Electronic databases were searched
and duplicate articles were removed. All articles were reviewed manually by title, abstract and/or full text for relevance. The reference lists of retrieved articles and relevant review articles were manually examined for further applicable studies. The key journals were also manually screened for further relevant articles. Full-text manuscripts were retrieved either electronically or as hard copy for assessment. Information was extracted into a pro forma which included: primary author name and date of publication, study design and study duration, participants’ age, setting, sample, type(s) and possible cause(s) of MRPs, intervention or recommendations to address the problems or to support ethnic minorities PF-02341066 in vitro in the use of medicines. Studies of MRPs experienced by ethnic minority patients in the UK are shown in Table 2. Communication and language barriers;
problems with interpretation provided; problems with non-prescription medicine; limited knowledge of the medical and healthcare system; lack of belief in the treatment they received. Lip (2002)[21] Some patients had limited knowledge of atrial fibrillation as well as its consequences and therapy; problems with not taking medicines as advised.

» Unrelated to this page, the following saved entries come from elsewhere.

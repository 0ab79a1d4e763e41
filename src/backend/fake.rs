//! In-memory backend used by the unit tests.
//!
//! Processes are plain `(target, pid)` entries. Attachments record every script
//! they create; scripts record every remote call and answer the utility calls
//! with fixed facts. Failure points are switched on per test.

use std::collections::HashMap;
use std::sync::Arc;
use std::sync::atomic::{AtomicBool, AtomicUsize, Ordering};
use std::time::Duration;

use parking_lot::{Condvar, Mutex};
use std::io::Write;
use tempfile::NamedTempFile;

use super::{
    Attacher, Attachment, BackendError, DetachObserver, DetachReason, LogHandler, LogLevel,
    MessageHandler, RemoteCall, RemoteValue, ScriptHandle, ScriptSignal,
};
use crate::patches::{
    CompileError, CompiledPatch, JmpPatchSpec, NopPatchSpec, PatchCompiler,
};

pub(crate) const ENGINE_VERSION: &str = "16.1.4";
pub(crate) const PAGE_SIZE: i64 = 4096;
pub(crate) const FAKE_MODULE_BASE: u64 = 0x40_0000;

/// Utility script source on disk; removed when dropped.
pub(crate) fn utility_script() -> NamedTempFile {
    let mut file = NamedTempFile::new().expect("temp utility script");
    file.write_all(b"rpc.exports = {};\n")
        .expect("write utility script");
    file
}

#[derive(Default)]
pub(crate) struct FakeAttacher {
    processes: Mutex<HashMap<String, u32>>,
    attachments: Mutex<Vec<Arc<FakeAttachment>>>,
    attempts: AtomicUsize,
    fatal: Mutex<Option<BackendError>>,
    held: Mutex<bool>,
    held_cv: Condvar,
    fail_load: Mutex<Option<String>>,
    load_delay: Mutex<Option<Duration>>,
    fail_detach: AtomicBool,
}

impl FakeAttacher {
    pub fn new() -> Arc<Self> {
        Arc::new(Self::default())
    }

    pub fn spawn_process(&self, target: &str, pid: u32) {
        self.processes.lock().insert(target.to_string(), pid);
    }

    /// Removes the process and terminates its live attachments.
    pub fn kill_process(&self, target: &str) {
        let pid = self.processes.lock().remove(target);
        if let Some(pid) = pid {
            for att in self.attachments.lock().iter().filter(|a| a.pid == pid) {
                att.terminate(DetachReason::ProcessTerminated);
            }
        }
    }

    pub fn attempts(&self) -> usize {
        self.attempts.load(Ordering::SeqCst)
    }

    pub fn attachments(&self) -> Vec<Arc<FakeAttachment>> {
        self.attachments.lock().clone()
    }

    pub fn last_attachment(&self) -> Option<Arc<FakeAttachment>> {
        self.attachments.lock().last().cloned()
    }

    /// Every following attach fails with `err`.
    pub fn fail_attach_with(&self, err: BackendError) {
        *self.fatal.lock() = Some(err);
    }

    /// Attaches block until [`FakeAttacher::release`].
    pub fn hold(&self) {
        *self.held.lock() = true;
    }

    pub fn release(&self) {
        *self.held.lock() = false;
        self.held_cv.notify_all();
    }

    /// Scripts whose name contains `fragment` fail to load in new attachments.
    pub fn fail_load_of(&self, fragment: &str) {
        *self.fail_load.lock() = Some(fragment.to_string());
    }

    /// Script loads in new attachments block for `delay`.
    pub fn slow_loads(&self, delay: Duration) {
        *self.load_delay.lock() = Some(delay);
    }

    /// New attachments refuse to detach.
    pub fn fail_detaches(&self) {
        self.fail_detach.store(true, Ordering::SeqCst);
    }
}

impl Attacher for FakeAttacher {
    fn attach(&self, target: &str) -> Result<Arc<dyn Attachment>, BackendError> {
        self.attempts.fetch_add(1, Ordering::SeqCst);
        {
            let mut held = self.held.lock();
            while *held {
                self.held_cv.wait(&mut held);
            }
        }
        if let Some(err) = self.fatal.lock().clone() {
            return Err(err);
        }
        let pid = self
            .processes
            .lock()
            .get(target)
            .copied()
            .ok_or_else(|| BackendError::ProcessNotFound(format!("unable to find process '{target}'")))?;

        let att = Arc::new(FakeAttachment::new(
            pid,
            self.fail_load.lock().clone(),
            *self.load_delay.lock(),
            self.fail_detach.load(Ordering::SeqCst),
        ));
        self.attachments.lock().push(Arc::clone(&att));
        Ok(att)
    }
}

pub(crate) struct FakeAttachment {
    pub pid: u32,
    detached: Arc<AtomicBool>,
    observer: Mutex<Option<DetachObserver>>,
    scripts: Mutex<Vec<Arc<FakeScript>>>,
    fail_load: Option<String>,
    load_delay: Option<Duration>,
    fail_detach: bool,
}

impl FakeAttachment {
    fn new(
        pid: u32,
        fail_load: Option<String>,
        load_delay: Option<Duration>,
        fail_detach: bool,
    ) -> Self {
        Self {
            pid,
            detached: Arc::new(AtomicBool::new(false)),
            observer: Mutex::new(None),
            scripts: Mutex::new(Vec::new()),
            fail_load,
            load_delay,
            fail_detach,
        }
    }

    pub fn terminate(&self, reason: DetachReason) {
        self.detached.store(true, Ordering::SeqCst);
        if let Some(obs) = self.observer.lock().as_ref() {
            obs.notify(reason);
        }
    }

    pub fn is_detached(&self) -> bool {
        self.detached.load(Ordering::SeqCst)
    }

    pub fn scripts(&self) -> Vec<Arc<FakeScript>> {
        self.scripts.lock().clone()
    }

    pub fn script(&self, name: &str) -> Option<Arc<FakeScript>> {
        self.scripts.lock().iter().find(|s| s.name == name).cloned()
    }

    /// Marks the attachment detached without notifying anyone.
    pub fn break_silently(&self) {
        self.detached.store(true, Ordering::SeqCst);
    }
}

impl Attachment for FakeAttachment {
    fn pid(&self) -> u32 {
        self.pid
    }

    fn create_script(
        &self,
        name: &str,
        source: &str,
    ) -> Result<Arc<dyn ScriptHandle>, BackendError> {
        if self.is_detached() {
            return Err(BackendError::InvalidOperation("session is gone".into()));
        }
        let fail_load = self
            .fail_load
            .as_deref()
            .is_some_and(|frag| name.contains(frag));
        let script = Arc::new(FakeScript {
            name: name.to_string(),
            source: source.to_string(),
            pid: self.pid,
            detached: Arc::clone(&self.detached),
            loaded: AtomicBool::new(false),
            unloaded: AtomicBool::new(false),
            fail_load,
            load_delay: self.load_delay,
            reject_apply: AtomicBool::new(false),
            calls: Mutex::new(Vec::new()),
            replies: Mutex::new(HashMap::new()),
            log_handler: Mutex::new(None),
            message_handler: Mutex::new(None),
            destroyed_handler: Mutex::new(None),
        });
        self.scripts.lock().push(Arc::clone(&script));
        Ok(script)
    }

    fn observe_detach(&self, observer: DetachObserver) {
        *self.observer.lock() = Some(observer);
    }

    fn detach(&self) -> Result<(), BackendError> {
        if self.fail_detach {
            return Err(BackendError::Transport("detach refused".into()));
        }
        if self.detached.swap(true, Ordering::SeqCst) {
            return Ok(());
        }
        if let Some(obs) = self.observer.lock().as_ref() {
            obs.notify(DetachReason::ApplicationRequested);
        }
        Ok(())
    }
}

pub(crate) struct FakeScript {
    pub name: String,
    pub source: String,
    pid: u32,
    detached: Arc<AtomicBool>,
    loaded: AtomicBool,
    unloaded: AtomicBool,
    fail_load: bool,
    load_delay: Option<Duration>,
    reject_apply: AtomicBool,
    calls: Mutex<Vec<RemoteCall>>,
    replies: Mutex<HashMap<&'static str, RemoteValue>>,
    log_handler: Mutex<Option<LogHandler>>,
    message_handler: Mutex<Option<MessageHandler>>,
    destroyed_handler: Mutex<Option<MessageHandler>>,
}

impl FakeScript {
    pub fn calls(&self) -> Vec<RemoteCall> {
        self.calls.lock().clone()
    }

    pub fn count(&self, call: RemoteCall) -> usize {
        self.calls.lock().iter().filter(|c| **c == call).count()
    }

    pub fn is_loaded(&self) -> bool {
        self.loaded.load(Ordering::SeqCst)
    }

    pub fn is_unloaded(&self) -> bool {
        self.unloaded.load(Ordering::SeqCst)
    }

    pub fn has_log_handler(&self) -> bool {
        self.log_handler.lock().is_some()
    }

    pub fn has_message_handler(&self) -> bool {
        self.message_handler.lock().is_some()
    }

    pub fn reject_apply(&self) {
        self.reject_apply.store(true, Ordering::SeqCst);
    }

    pub fn emit_log(&self, level: LogLevel, text: &str) {
        if let Some(h) = self.log_handler.lock().clone() {
            h(level, text);
        }
    }

    pub fn emit_message(&self, text: &str) {
        self.emit_message_with(text, None);
    }

    pub fn emit_message_with(&self, text: &str, data: Option<&[u8]>) {
        if let Some(h) = self.message_handler.lock().clone() {
            h(text, data);
        }
    }

    pub fn has_destroyed_handler(&self) -> bool {
        self.destroyed_handler.lock().is_some()
    }

    /// Target-side destruction: the script stops being loaded.
    pub fn destroy(&self) {
        self.loaded.store(false, Ordering::SeqCst);
        if let Some(h) = self.destroyed_handler.lock().clone() {
            h("destroyed", None);
        }
    }

    /// Replaces the reply to every call with the export name of `call`.
    pub fn reply_with(&self, call: RemoteCall, value: RemoteValue) {
        self.replies.lock().insert(call.export_name(), value);
    }

    fn gone(&self) -> Result<(), BackendError> {
        if self.detached.load(Ordering::SeqCst) {
            Err(BackendError::InvalidOperation("script is destroyed".into()))
        } else {
            Ok(())
        }
    }
}

impl ScriptHandle for FakeScript {
    fn load(&self) -> Result<(), BackendError> {
        self.gone()?;
        if let Some(delay) = self.load_delay {
            std::thread::sleep(delay);
        }
        if self.fail_load {
            return Err(BackendError::Transport(format!(
                "script '{}' threw during load",
                self.name
            )));
        }
        self.loaded.store(true, Ordering::SeqCst);
        Ok(())
    }

    fn unload(&self) -> Result<(), BackendError> {
        self.gone()?;
        self.unloaded.store(true, Ordering::SeqCst);
        Ok(())
    }

    fn set_log_handler(&self, handler: Option<LogHandler>) {
        *self.log_handler.lock() = handler;
    }

    fn on(&self, signal: ScriptSignal, handler: Option<MessageHandler>) {
        match signal {
            ScriptSignal::Message => *self.message_handler.lock() = handler,
            ScriptSignal::Destroyed => *self.destroyed_handler.lock() = handler,
        }
    }

    fn call(&self, call: &RemoteCall) -> Result<RemoteValue, BackendError> {
        self.gone()?;
        if !self.loaded.load(Ordering::SeqCst) {
            return Err(BackendError::InvalidOperation("script not loaded".into()));
        }
        self.calls.lock().push(call.clone());
        if let Some(v) = self.replies.lock().get(call.export_name()) {
            return Ok(v.clone());
        }
        let reply = match call {
            RemoteCall::EngineVersion => RemoteValue::Str(ENGINE_VERSION.into()),
            RemoteCall::ScriptRuntime => RemoteValue::Str("QJS".into()),
            RemoteCall::Arch => RemoteValue::Str("ia32".into()),
            RemoteCall::Platform => RemoteValue::Str("windows".into()),
            RemoteCall::PageSize => RemoteValue::Int(PAGE_SIZE),
            RemoteCall::PointerSize => RemoteValue::Int(4),
            RemoteCall::CodeSigningPolicy => RemoteValue::Str("optional".into()),
            RemoteCall::HeapSize => RemoteValue::Int(1 << 20),
            RemoteCall::IsDebuggerAttached => RemoteValue::Bool(false),
            RemoteCall::Pid => RemoteValue::Int(i64::from(self.pid)),
            RemoteCall::CurrentThreadId => RemoteValue::Int(7312),
            RemoteCall::EnumerateThreads => RemoteValue::List(vec![
                object([("id", RemoteValue::Int(7312)), ("state", "running".into())]),
                object([("id", RemoteValue::Int(7313)), ("state", "waiting".into())]),
            ]),
            RemoteCall::EnumerateModules => {
                RemoteValue::List(MODULES.iter().map(module).collect())
            }
            RemoteCall::GetModuleByName { name } => match MODULES.iter().find(|m| m.0 == name.as_str()) {
                Some(m) => module(m),
                None => {
                    return Err(BackendError::InvalidOperation(format!(
                        "unable to find module '{name}'"
                    )));
                }
            },
            RemoteCall::ScanSync { address, .. } => RemoteValue::List(vec![object([
                ("address", format!("{:#x}", address + 0x10).into()),
                ("size", RemoteValue::Int(4)),
            ])]),
            RemoteCall::Apply => RemoteValue::Bool(!self.reject_apply.load(Ordering::SeqCst)),
            RemoteCall::Clear => RemoteValue::Bool(true),
        };
        Ok(reply)
    }
}

/// `(name, base, size, path)` of the fake target's modules.
const MODULES: [(&str, u64, i64, &str); 2] = [
    ("rwr_game.exe", FAKE_MODULE_BASE, 0x2f_0000, "C:\\rwr\\rwr_game.exe"),
    ("kernel32.dll", 0x7700_0000, 0xd_0000, "C:\\Windows\\kernel32.dll"),
];

fn module(m: &(&str, u64, i64, &str)) -> RemoteValue {
    object([
        ("name", m.0.into()),
        ("base", format!("{:#x}", m.1).into()),
        ("size", RemoteValue::Int(m.2)),
        ("path", m.3.into()),
    ])
}

fn object<const N: usize>(fields: [(&str, RemoteValue); N]) -> RemoteValue {
    RemoteValue::Object(
        fields
            .into_iter()
            .map(|(k, v)| (k.to_string(), v))
            .collect(),
    )
}

#[derive(Default)]
pub(crate) struct FakeCompiler {
    seq: AtomicUsize,
    fail: AtomicBool,
}

impl FakeCompiler {
    pub fn new() -> Arc<Self> {
        Arc::new(Self::default())
    }

    pub fn fail(&self) {
        self.fail.store(true, Ordering::SeqCst);
    }

    fn compile(&self, name: &str, kind: &str) -> Result<CompiledPatch, CompileError> {
        if self.fail.load(Ordering::SeqCst) {
            return Err(CompileError(format!("bad pattern for '{name}'")));
        }
        let n = self.seq.fetch_add(1, Ordering::SeqCst);
        Ok(CompiledPatch {
            script_name: format!("{name}_{kind}_patch_{n}.js"),
            source: format!("// {kind} patch {name}\nrpc.exports.apply = () => true;"),
        })
    }
}

impl PatchCompiler for FakeCompiler {
    fn gen_jmp_patch(&self, spec: &JmpPatchSpec) -> Result<CompiledPatch, CompileError> {
        self.compile(&spec.name, "jmp")
    }

    fn gen_nop_patch(&self, spec: &NopPatchSpec) -> Result<CompiledPatch, CompileError> {
        self.compile(&spec.name, "nop")
    }
}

Ethnic, cultural and religious differences; communication and language barriers; poor amount of counselling and information given to patients by healthcare professionals. Horne VX-809 in vitro (2004)[33] High risk of not taking medicines as advised. Students of South Asian Selleckchem Decitabine origin had higher General Harm score
than those of European origin (i.e. they perceived medicines as being intrinsically harmful, addictive substances that should be avoided (P < 0.001) and they were significantly (P < 0.001) less likely to endorse the benefits of modern medication). Cultural beliefs; current and previous experience of taking medication. Indo-Asians and Afro-Caribbeans were less aware of CHF as well as its consequences and therapy; problems with not taking medicines as advised. Ethnic, cultural and religious differences; communication and language barriers; poor amount of counselling and information given to patients. South Asians were less aware of diabetes as well as its consequences; problems with not taking medicines as advised and missing clinical appointments. Cultural and religious influences; language and communication barriers; problems with interpretation provided. Using pictorial flashcards to provide information for illiterate people instead of providing written information in a native language; providing bilingual link-workers.